Lakes DHB Chief Operating officer Alan Wilson said the Ministry of Health instructed vaccination centres could open on Thursday if they could safely deliver vaccinations under level 4.

"We couldn't do that at either of our centres for a number of reasons."

He said Lakes DHB vaccination centres had been operating under level 1 guidelines until now and many of its workforce had never worked in a health setting before, and therefore had never been trained in using advanced PPE.

"There is a strict procedure around that. These staff play a critical role, and include people at the front of the centre - such as security - and admin staff. We also went through health screening training as security and admin staff are the first people our consumers see."

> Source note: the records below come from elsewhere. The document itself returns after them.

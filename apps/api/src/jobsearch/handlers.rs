use axum::{
    extract::{Query, State},
    Json,
};
use serde::{Deserialize, Serialize};

use crate::errors::AppError;
use crate::matching::models::JobPosting;
use crate::state::AppState;

const DEFAULT_QUERY: &str = "developer";
const DEFAULT_LIMIT: u32 = 5;
const MAX_LIMIT: u32 = 100;

#[derive(Debug, Deserialize)]
pub struct SearchJobsQuery {
    pub q: Option<String>,
    pub limit: Option<u32>,
}

#[derive(Debug, Serialize)]
pub struct SearchJobsResponse {
    pub jobs: Vec<JobPosting>,
}

/// GET /api/test/jobs
///
/// Smoke test for the JobSearch integration. No scoring is done.
pub async fn handle_search_jobs(
    State(state): State<AppState>,
    Query(params): Query<SearchJobsQuery>,
) -> Result<Json<SearchJobsResponse>, AppError> {
    let query = params
        .q
        .filter(|q| !q.trim().is_empty())
        .unwrap_or_else(|| DEFAULT_QUERY.to_string());
    let limit = params.limit.unwrap_or(DEFAULT_LIMIT).clamp(1, MAX_LIMIT);

    let jobs = state.job_search.search(&query, limit).await?;
    Ok(Json(SearchJobsResponse { jobs }))
}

Physical barriers also had to be erected which were not previously required, and workstations, front desks and vaccination areas needed to maintain a two-metre distancing rule, he said.

"To have made these changes earlier would only have made the hubs less productive when it was not required.

"Staff who are defined as vulnerable due to their age or other health conditions need to be re-deployed to work at this new level."

He said the vaccination centres in Rotorua and Taupō were closed on Thursday, but both re-opened on Friday.

The Ministry of Health and the Covid-19 Response Minister Chris Hipkins were approached for comment.

Group 3 includes those who are over 65, are eligible for a free flu vaccine, are pregnant, are disabled or caring for someone with a disability, are obese, have high blood pressure requiring two or medications, are an adult in prison, or are diagnosed with a severe mental illness.